* **Task brief**
Print exactly what the entries say, line by line, from the first line down to the one with "pub mod resolver;", inclusive.

(Records for the exercise Opens)

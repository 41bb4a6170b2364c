//! Summarizer credential handling: key storage backends and the
//! per-source resolver.

pub mod backends;
pub mod crypto;
pub mod error;
pub mod resolver;

pub use backends::{backend_for_ref, BackendConfig, EncryptedFileBackend, EnvBackend, KeyBackend, VaultBackend};
pub use crypto::SecretCipher;
pub use error::{KeyError, Result};
pub use resolver::{ApiKeyResolver, KeySource, ResolvedKey, ServerKeyConfig};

(Records for the exercise Closes)

* **Exercise result**
repository 41bb4a6170b2364c
//! Summarizer credential handling: key storage backends and the
//! per-source resolver.

pub mod backends;
pub mod crypto;
pub mod error;
pub mod resolver;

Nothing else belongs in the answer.